Use cpuinfo to determine c10::ThreadPool thread number #107010

cyyever · 2023-08-11T03:46:56Z

This PR prefers "logical processor number" (the cpu cores shown in htop) returned by cpuinfo for determining c10 thread number. If that fails, it uses hardware_concurrency exactly.
The motivation is that in a x86 host with 64 cores and Hyper-Threading disabled, the current behavior uses 32 threads, resulting half of cores being idle.

pytorch-bot · 2023-08-11T03:46:58Z

🔗 Helpful Links

🧪 See artifacts and rendered test results at hud.pytorch.org/pr/107010

📄 Preview Python docs built from this PR
📄 Preview C++ docs built from this PR
❓ Need help or want to give feedback on the CI? Visit the bot commands wiki or our office hours

Note: Links to docs will display an error until the docs builds have been completed.

❌ 1 New Failure

As of commit 40d248c with merge base d392963 ():

NEW FAILURE - The following job has failed:

win-vs2019-cpu-py3 / test (default, 2, 3, windows.4xlarge.nonephemeral) (gh)

This comment was automatically generated by Dr. CI and updates every 15 minutes.

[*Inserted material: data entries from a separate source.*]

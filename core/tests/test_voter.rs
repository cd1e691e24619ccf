//! Tests for the Voter model and precinct configuration

use polling_simulator_core_rs::{PrecinctConfig, Voter};

#[test]
fn test_voter_starts_unserved() {
    let voter = Voter::new(12.5, 4.0, true);

    assert!(!voter.voted());
    assert_eq!(voter.start_time(), None);
    assert_eq!(voter.departure_time(), None);
}

#[test]
fn test_outcome_invariant_after_serving() {
    // voted == true ⇔ start_time and departure_time are both set
    let mut voter = Voter::new(12.5, 4.0, false);
    voter.begin_voting(20.0);

    assert!(voter.voted());
    assert_eq!(voter.start_time(), Some(20.0));
    assert_eq!(voter.departure_time(), Some(24.0));
}

#[test]
fn test_departure_equals_start_plus_duration() {
    let mut voter = Voter::new(0.0, 7.25, false);
    voter.begin_voting(3.5);

    let start = voter.start_time().unwrap();
    let departure = voter.departure_time().unwrap();
    assert_eq!(departure, start + voter.voting_duration());
}

#[test]
fn test_voter_serde_round_trip() {
    let mut voter = Voter::new(1.5, 3.0, true);
    voter.begin_voting(2.0);

    let json = serde_json::to_string(&voter).unwrap();
    let back: Voter = serde_json::from_str(&json).unwrap();

    assert_eq!(back.arrival_time(), voter.arrival_time());
    assert_eq!(back.voting_duration(), voter.voting_duration());
    assert_eq!(back.is_impatient(), voter.is_impatient());
    assert_eq!(back.start_time(), voter.start_time());
    assert_eq!(back.departure_time(), voter.departure_time());
    assert_eq!(back.voted(), voter.voted());
}

#[test]
fn test_precinct_config_serde_round_trip() {
    // External config loaders hand this struct over the serde boundary
    let config = PrecinctConfig {
        name: "Little Rodentia".to_string(),
        hours_open: 13,
        num_voters: 50,
        arrival_rate: 0.17,
        voting_duration_rate: 0.1,
        impatience_prob: 0.04,
    };

    let json = serde_json::to_string(&config).unwrap();
    let back: PrecinctConfig = serde_json::from_str(&json).unwrap();

    assert_eq!(back.name, config.name);
    assert_eq!(back.hours_open, config.hours_open);
    assert_eq!(back.num_voters, config.num_voters);
    assert_eq!(back.arrival_rate, config.arrival_rate);
    assert_eq!(back.voting_duration_rate, config.voting_duration_rate);
    assert_eq!(back.impatience_prob, config.impatience_prob);
    assert_eq!(back.minutes_open(), 780.0);
}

cyyever · 2023-08-11T03:49:08Z

@pytorchbot label "topic: not user facing"

colesbury

This looks OK to me. @ezyang, what do you think? Is there someone who still maintains c10 ThreadPool?

I removed "topic: not user facing" because if we are changing the default number of threads, I think that's worth mentioning in release notes.

jgong5 · 2023-08-15T05:02:13Z

c10/core/thread_pool.cpp

+  size_t num_threads = cpuinfo_get_processors_count();
+  if (num_threads > 0) {
+    return num_threads;
+  }


Does it make more sense to invoke cpuinfo_get_cores_count instead? It is preferrable to only utilize physical cores in the case of HT on. cpuinfo_get_cores_count makes sure we always utilize all physical CPU cores in both HT on and HT off.

@jgong5 cpuinfo_get_processors_count should return core count when HT off. As a reference implementation, caffe2/utils/threadpool/ThreadPool.cc also uses cpuinfo_get_processors_count for thread number.

I'm concerned about the changes of the behavior when HT is on. Previously, only number of physical cores would be used. Now it would be all cores including HT cores, isn't it?

ezyang

Yes, this seems OK. I don't think anyone is full timing on thread pool, so if you're willing to keep pushing on these changes this would be a big help.

cyyever · 2023-08-15T17:15:54Z

@pytorchmergebot merge

pytorchmergebot · 2023-08-15T17:26:17Z

Merge started

Your change will be merged once all checks pass (ETA 0-4 Hours).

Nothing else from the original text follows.